The tumor microenvironment is a dynamic and interactive supporting network of various components, including blood vessels, cytokines, chemokines, and immune cells, which sustain the tumor cell’s survival and growth. Murine models of lymphoma are useful to study tumor biology, the microenvironment, and mechanisms of response to therapy. Lymphomas are heterogeneous hematologic malignancies, and the complex microenvironment from which they arise and their multifaceted genetic basis represents a challenge for the generation and use of an appropriate murine model. So, it is important to choose the correct methodology. Recently, we supported the first evidence on the pro-oncogenic action of IBTK in Myc-driven B cell lymphomagenesis in mice, inhibiting apoptosis in the pre-cancerous stage. We used the transgenic Eμ-myc mouse model of non-Hodgkin’s lymphoma and Ibtk hemizygous mice to evaluate the tumor development of Myc-driven lymphoma. Here, we report that the allelic loss of Ibtk alters the immunophenotype of Myc-driven B cell lymphomas, increasing the rate of pre-B cells and affecting the tumor microenvironment in Eμ-myc mice. In particular, we observed enhanced tumor angiogenesis, increasing pro-angiogenic and lymphangiogenic factors, such as VEGF, MMP-9, CCL2, and VEGFD, and a significant recruitment of tumor-associated macrophages in lymphomas of Ibtk^+/-Eμ-myc compared to Ibtk^+/+Eμ-myc mice. In summary, these results indicate that IBTK haploinsufficiency promotes Myc tumor development by modifying the tumor microenvironment.
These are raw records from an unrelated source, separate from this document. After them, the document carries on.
//! Movement domain: per-character ability controller.

use avian2d::prelude::*;
use bevy::prelude::*;

use crate::content::ControllerConfig;
use crate::movement::body::PhysicsBody;
use crate::movement::components::MovementState;
use crate::movement::dash::{self, DashCooldown, DashRejection, DashTask};
use crate::movement::ground::{GroundProbe, GroundSensor};
use crate::movement::gravity::GravityModulator;
use crate::movement::input::InputSample;
use crate::movement::jump::{self, JumpOutcome};
use crate::movement::tasks::{AbilityTask, Generation, TaskContext, TaskSet};

/// A required collaborator missing from a character at setup.
#[derive(Debug, Clone, Copy, PartialEq, Eq)]
pub enum ControllerSetupError {
    MissingRigidBody,
    MissingCollider,
    /// The ground sensor needs a circle collider for its probe spacing
    UnsupportedCollider,
    MissingVelocity,
    MissingGravityScale,
}

impl std::fmt::Display for ControllerSetupError {
    fn fmt(&self, f: &mut std::fmt::Formatter<'_>) -> std::fmt::Result {
        let reason = match self {
            ControllerSetupError::MissingRigidBody => "no rigid body",
            ControllerSetupError::MissingCollider => "no collider",
            ControllerSetupError::UnsupportedCollider => "collider is not a circle",
            ControllerSetupError::MissingVelocity => "no linear velocity",
            ControllerSetupError::MissingGravityScale => "no gravity scale",
        };
        write!(f, "cannot attach ability controller: {}", reason)
    }
}

/// Owns the ability state of one character and drives it once per tick.
#[derive(Component, Debug)]
pub struct AbilityController {
    pub(crate) config: ControllerConfig,
    pub(crate) sensor: GroundSensor,
    pub(crate) state: MovementState,
    pub(crate) tasks: TaskSet,
    generation: Generation,
    retired: bool,
}

impl AbilityController {
    pub fn new(config: ControllerConfig, half_width: f32, default_gravity_scale: f32) -> Self {
        let sensor = GroundSensor::new(half_width, config.grounded_ray_distance);
        let state = MovementState::new(&config, default_gravity_scale);
        Self {
            config,
            sensor,
            state,
            tasks: TaskSet::default(),
            generation: Generation::default(),
            retired: false,
        }
    }

    /// Build a controller for a spawned character, checking its collaborators.
    pub fn for_body(
        config: &ControllerConfig,
        has_rigid_body: bool,
        collider: Option<&Collider>,
        has_velocity: bool,
        gravity_scale: Option<&GravityScale>,
    ) -> Result<Self, ControllerSetupError> {
        if !has_rigid_body {
            return Err(ControllerSetupError::MissingRigidBody);
        }
        let collider = collider.ok_or(ControllerSetupError::MissingCollider)?;
        let radius = collider
            .shape_scaled()
            .as_ball()
            .map(|ball| ball.radius)
            .ok_or(ControllerSetupError::UnsupportedCollider)?;
        if !has_velocity {
            return Err(ControllerSetupError::MissingVelocity);
        }
        let gravity_scale = gravity_scale.ok_or(ControllerSetupError::MissingGravityScale)?;

        Ok(Self::new(config.clone(), radius, gravity_scale.0))
    }

    pub fn movement_direction(&self) -> f32 {
        self.state.movement_direction
    }

    pub fn move_speed(&self) -> f32 {
        self.config.move_speed
    }

    pub fn state(&self) -> &MovementState {
        &self.state
    }

    pub fn sensor(&self) -> &GroundSensor {
        &self.sensor
    }

    pub fn is_retired(&self) -> bool {
        self.retired
    }

    pub fn active_tasks(&self) -> usize {
        self.tasks.live_count(self.generation)
    }

    /// End this character's lifetime. In-flight tasks become inert and later
    /// ticks leave the body untouched.
    pub fn retire(&mut self) {
        self.generation = self.generation.next();
        self.retired = true;
    }

    /// Advance one simulation tick.
    ///
    /// Order: ground sensing, coyote clock, jump counter reset, task polls,
    /// ground movement, then the requests carried by `input`. Tasks spawned by
    /// this tick's requests are first polled on the next tick.
    pub fn tick<B: PhysicsBody, P: GroundProbe>(
        &mut self,
        body: &mut B,
        probe: &P,
        input: InputSample,
        elapsed: f32,
    ) {
        if self.retired {
            self.tasks.discard_stale(self.generation);
            return;
        }

        self.state.movement_direction = input.axis;

        let was_grounded = self.state.is_grounded;
        self.state.is_grounded = self.sensor.is_grounded(body.position(), probe);
        if self.state.is_grounded != was_grounded {
            debug!(
                "{}: jump_counter={}, coyote={:.3}",
                if self.state.is_grounded {
                    "Landed"
                } else {
                    "Left ground"
                },
                self.state.jump_counter,
                self.state.coyote.remaining()
            );
        }

        self.state
            .coyote
            .tick(self.state.is_grounded, self.config.coyote_time, elapsed);
        jump::reset_counter_if_settled(&mut self.state, body.velocity().y);

        let mut ctx = TaskContext {
            body: &mut *body,
            state: &mut self.state,
            config: &self.config,
            elapsed,
        };
        self.tasks.poll(self.generation, &mut ctx);

        self.apply_ground_movement(body);

        if input.jump {
            self.request_jump(body);
        }
        if input.dash {
            let _ = self.request_dash(body);
        }
    }

    /// Horizontal control only applies while grounded and not dashing.
    fn apply_ground_movement<B: PhysicsBody>(&mut self, body: &mut B) {
        if !self.state.is_grounded || self.state.is_dashing {
            return;
        }

        let velocity = body.velocity();
        body.set_velocity(Vec2::new(
            self.state.movement_direction * self.config.move_speed,
            velocity.y,
        ));
    }

    pub fn request_jump<B: PhysicsBody>(&mut self, body: &mut B) -> JumpOutcome {
        let outcome = jump::arbitrate(&mut self.state, &self.config);
        match outcome {
            JumpOutcome::Rejected => {
                debug!(
                    "Jump ignored: coyote={:.3}, jump_counter={}",
                    self.state.coyote.remaining(),
                    self.state.jump_counter
                );
                return outcome;
            }
            JumpOutcome::DoubleJumped => {
                self.tasks
                    .spawn(self.generation, AbilityTask::DoubleJumpRecharge);
                debug!("Double jump");
            }
            JumpOutcome::Jumped => {
                debug!("Jump: coyote={:.3}", self.state.coyote.remaining());
            }
        }

        jump::launch(body, self.config.jump_speed);
        self.tasks.spawn(
            self.generation,
            AbilityTask::JumpGravity(GravityModulator::default()),
        );
        outcome
    }

    pub fn request_dash<B: PhysicsBody>(&mut self, body: &mut B) -> Result<(), DashRejection> {
        if let Err(reason) = dash::check_dash(&self.state) {
            debug!("Dash ignored: {:?}", reason);
            return Err(reason);
        }

        let task = DashTask::launch(body, &mut self.state, self.config.dash_speed);
        debug!("Dash: impulse={:?}", task.impulse());
        let cooldown = DashCooldown::start(&mut self.state, self.config.dash_cooldown);

        self.tasks.spawn(self.generation, AbilityTask::Dash(task));
        self.tasks
            .spawn(self.generation, AbilityTask::DashCooldown(cooldown));
        Ok(())
    }
}
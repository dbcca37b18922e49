//! Movement domain: system modules for ability updates.

pub(crate) mod collisions;
pub(crate) mod input;
pub(crate) mod movement;

#[cfg(feature = "dev-tools")]
pub(crate) use collisions::draw_ground_probes;
pub(crate) use collisions::dispatch_player_contacts;
pub(crate) use input::{
    bind_keyboard_actions, collect_bound_actions, discard_requests_on_reload, init_input_source,
    poll_legacy_keys,
};
pub(crate) use movement::{init_ability_controllers, tick_ability_controllers};
//! Level domain: the playable test level and its reload primitive.

mod spawn;
mod systems;

#[cfg(test)]
mod tests;

use avian2d::prelude::*;
use bevy::prelude::*;

use crate::level::spawn::setup_level;
use crate::level::systems::reload_level;

/// Downward acceleration in pixels per second squared.
pub const GRAVITY: f32 = 980.0;

/// Marks everything a level reload despawns.
#[derive(Component, Debug)]
pub struct LevelEntity;

pub struct LevelPlugin;

impl Plugin for LevelPlugin {
    fn build(&self, app: &mut App) {
        app.insert_resource(Gravity(Vec2::NEG_Y * GRAVITY))
            .add_systems(Startup, setup_level)
            .add_systems(PostUpdate, reload_level);
    }
}
//! Movement domain: contact dispatch and probe visualization.

use avian2d::prelude::*;
use bevy::ecs::message::{MessageReader, MessageWriter};
use bevy::prelude::*;

use crate::core::PlayerDiedEvent;
use crate::movement::controller::AbilityController;
use crate::movement::{ContactKind, ContactTag, Player};

/// Resolve contact starts against tagged colliders and report fatal ones.
pub(crate) fn dispatch_player_contacts(
    mut collision_events: MessageReader<CollisionStart>,
    mut death_events: MessageWriter<PlayerDiedEvent>,
    player_query: Query<Entity, With<Player>>,
    tag_query: Query<&ContactTag>,
) {
    for event in collision_events.read() {
        let pairs = [
            (event.collider1, event.collider2),
            (event.collider2, event.collider1),
        ];

        for (player, other) in pairs {
            if player_query.get(player).is_err() {
                continue;
            }
            let Ok(tag) = tag_query.get(other) else {
                continue;
            };

            match tag.0 {
                // Grounded status comes from the probes, not from contacts
                ContactKind::Ground => trace!("{:?} touched ground {:?}", player, other),
                ContactKind::Enemy | ContactKind::DeathZone => {
                    info!("{:?} hit {:?} ({:?})", player, other, tag.0);
                    death_events.write(PlayerDiedEvent {
                        player,
                        cause: tag.0,
                    });
                }
            }
        }
    }
}

#[cfg(feature = "dev-tools")]
pub(crate) fn draw_ground_probes(
    mut gizmos: Gizmos,
    query: Query<(&Position, &AbilityController)>,
) {
    for (position, controller) in &query {
        if controller.is_retired() {
            continue;
        }

        let sensor = controller.sensor();
        let color = if controller.state().is_grounded {
            Color::srgb(0.2, 0.9, 0.2)
        } else {
            Color::srgb(0.9, 0.3, 0.2)
        };
        for origin in sensor.probe_origins(position.0) {
            gizmos.line_2d(origin, origin - Vec2::Y * sensor.ray_distance, color);
        }

        // Commanded ground speed, a tenth of a second ahead
        let heading = Vec2::X * controller.movement_direction() * controller.move_speed() * 0.1;
        gizmos.line_2d(position.0, position.0 + heading, Color::srgb(0.3, 0.6, 0.95));
    }
}
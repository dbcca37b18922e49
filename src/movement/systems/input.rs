//! Movement domain: keyboard sampling for both input sources.

use bevy::ecs::message::{MessageReader, MessageWriter};
use bevy::prelude::*;

use crate::content::ControllerConfig;
use crate::core::ReloadLevelEvent;
use crate::movement::input::{PlayerAction, PlayerInputSource};

fn horizontal_axis(keyboard: &ButtonInput<KeyCode>) -> f32 {
    let mut x = 0.0;
    if keyboard.pressed(KeyCode::KeyA) || keyboard.pressed(KeyCode::ArrowLeft) {
        x -= 1.0;
    }
    if keyboard.pressed(KeyCode::KeyD) || keyboard.pressed(KeyCode::ArrowRight) {
        x += 1.0;
    }
    x
}

pub(crate) fn init_input_source(mut commands: Commands, config: Res<ControllerConfig>) {
    let source = PlayerInputSource::from_config(&config);
    info!(
        "Input source: {}",
        match source {
            PlayerInputSource::Actions(_) => "bound actions",
            PlayerInputSource::Polled(_) => "polled keys (legacy)",
        }
    );
    commands.insert_resource(source);
}

/// Binding layer: turns key edges into `PlayerAction` messages.
pub(crate) fn bind_keyboard_actions(
    keyboard: Res<ButtonInput<KeyCode>>,
    mut actions: MessageWriter<PlayerAction>,
    mut last_axis: Local<f32>,
) {
    let axis = horizontal_axis(&keyboard);
    if axis != *last_axis {
        *last_axis = axis;
        actions.write(PlayerAction::Move(axis));
    }

    if keyboard.just_pressed(KeyCode::Space) {
        actions.write(PlayerAction::Jump);
    }
    if keyboard.just_pressed(KeyCode::ShiftLeft) || keyboard.just_pressed(KeyCode::KeyJ) {
        actions.write(PlayerAction::Dash);
    }
}

pub(crate) fn collect_bound_actions(
    mut actions: MessageReader<PlayerAction>,
    source: Option<ResMut<PlayerInputSource>>,
) {
    let Some(mut source) = source else {
        // Consume actions sent before the source exists
        for _ in actions.read() {}
        return;
    };

    let PlayerInputSource::Actions(queue) = &mut *source else {
        for _ in actions.read() {}
        return;
    };

    for action in actions.read() {
        queue.push(*action);
    }
}

pub(crate) fn poll_legacy_keys(
    keyboard: Res<ButtonInput<KeyCode>>,
    source: Option<ResMut<PlayerInputSource>>,
) {
    let Some(mut source) = source else {
        return;
    };

    if let PlayerInputSource::Polled(keys) = &mut *source {
        keys.capture(
            horizontal_axis(&keyboard),
            keyboard.just_pressed(KeyCode::Space),
            keyboard.just_pressed(KeyCode::KeyJ),
        );
    }
}

/// Presses made while the world was frozen for a respawn must not reach the
/// new character. Runs in the frame the reload is issued, before the next
/// fixed tick.
pub(crate) fn discard_requests_on_reload(
    mut reload_events: MessageReader<ReloadLevelEvent>,
    source: Option<ResMut<PlayerInputSource>>,
) {
    if reload_events.read().count() == 0 {
        return;
    }

    if let Some(mut source) = source {
        source.discard_requests();
        debug!("Discarded input requests latched before reload");
    }
}
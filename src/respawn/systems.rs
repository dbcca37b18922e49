//! Respawn domain: systems driving the sequencer.

use bevy::ecs::message::{MessageReader, MessageWriter};
use bevy::prelude::*;

use crate::content::ControllerConfig;
use crate::core::{DeathCount, PlayerDiedEvent, ReloadLevelEvent, TimeControl};
use crate::movement::{AbilityController, Player};
use crate::respawn::{RespawnPhase, RespawnSequencer};

pub(crate) fn init_respawn_sequencer(mut commands: Commands, config: Res<ControllerConfig>) {
    commands.insert_resource(RespawnSequencer::new(config.respawn_timer));
}

/// Start the sequence on a fatal contact and retire the dead character so none
/// of its ability tasks run again.
pub(crate) fn start_respawn(
    mut death_events: MessageReader<PlayerDiedEvent>,
    mut sequencer: ResMut<RespawnSequencer>,
    mut virtual_time: ResMut<Time<Virtual>>,
    mut death_count: ResMut<DeathCount>,
    mut controllers: Query<&mut AbilityController>,
) {
    for event in death_events.read() {
        if !event.cause.is_fatal() {
            continue;
        }
        if let Ok(mut controller) = controllers.get_mut(event.player) {
            debug!("Retiring controller with {} live tasks", controller.active_tasks());
            controller.retire();
        }

        if !sequencer.trigger(&mut *virtual_time) {
            continue;
        }

        death_count.0 += 1;
        info!(
            "Player died ({:?}), deaths={}, time scale {}, respawning",
            event.cause,
            death_count.0,
            virtual_time.time_scale()
        );
    }
}

/// Counts down on the real clock, unaffected by the frozen time scale.
pub(crate) fn advance_respawn(
    real_time: Res<Time<Real>>,
    mut sequencer: ResMut<RespawnSequencer>,
    mut virtual_time: ResMut<Time<Virtual>>,
    mut reload_events: MessageWriter<ReloadLevelEvent>,
) {
    if sequencer.advance(real_time.delta_secs(), &mut *virtual_time) {
        info!("Respawn timer elapsed, reloading level");
        reload_events.write(ReloadLevelEvent);
    }
}

pub(crate) fn rearm_on_player_spawn(
    new_players: Query<(), Added<Player>>,
    mut sequencer: ResMut<RespawnSequencer>,
) {
    if new_players.is_empty() {
        return;
    }
    if sequencer.phase() == RespawnPhase::Reloading {
        info!("Player respawned");
    }
    sequencer.rearm();
}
IBTK Differently Modulates Gene Expression and RNA Splicing in HeLa and K562 Cells

The IBTK gene encodes the major protein isoform IBTKα that was recently characterized as substrate receptor of Cul3-dependent E3 ligase, regulating ubiquitination coupled to proteasomal degradation of Pdcd4, an inhibitor of translation. Due to the presence of Ankyrin-BTB-RCC1 domains that mediate several protein-protein interactions, IBTKα could exert expanded regulatory roles, including interaction with transcription regulators. To verify the effects of IBTKα on gene expression, we analyzed HeLa and K562 cell transcriptomes by RNA-Sequencing before and after IBTK knock-down by shRNA transduction. In HeLa cells, 1285 (2.03%) of 63,128 mapped transcripts were differentially expressed in IBTK-shRNA-transduced cells, as compared to cells treated with control-shRNA, with 587 upregulated (45.7%) and 698 downregulated (54.3%) RNAs. In K562 cells, 1959 (3.1%) of 63128 mapped RNAs were differentially expressed in IBTK-shRNA-transduced cells, including 1053 upregulated (53.7%) and 906 downregulated (46.3%). Only 137 transcripts (0.22%) were commonly deregulated by IBTK silencing in both HeLa and K562 cells, indicating that most IBTKα effects on gene expression are cell type-specific. Based on gene ontology classification, the genes responsive to IBTK are involved in different biological processes, including in particular chromatin and nucleosomal organization, gene expression regulation, and cellular traffic and migration. In addition, IBTK RNA interference affected RNA maturation in both cell lines, as shown by the evidence of alternative 3′- and 5′-splicing, mutually exclusive exons, retained introns, and skipped exons. Altogether, these results indicate that IBTK differently modulates gene expression and RNA splicing in HeLa and K562 cells, demonstrating a novel biological role of this protein.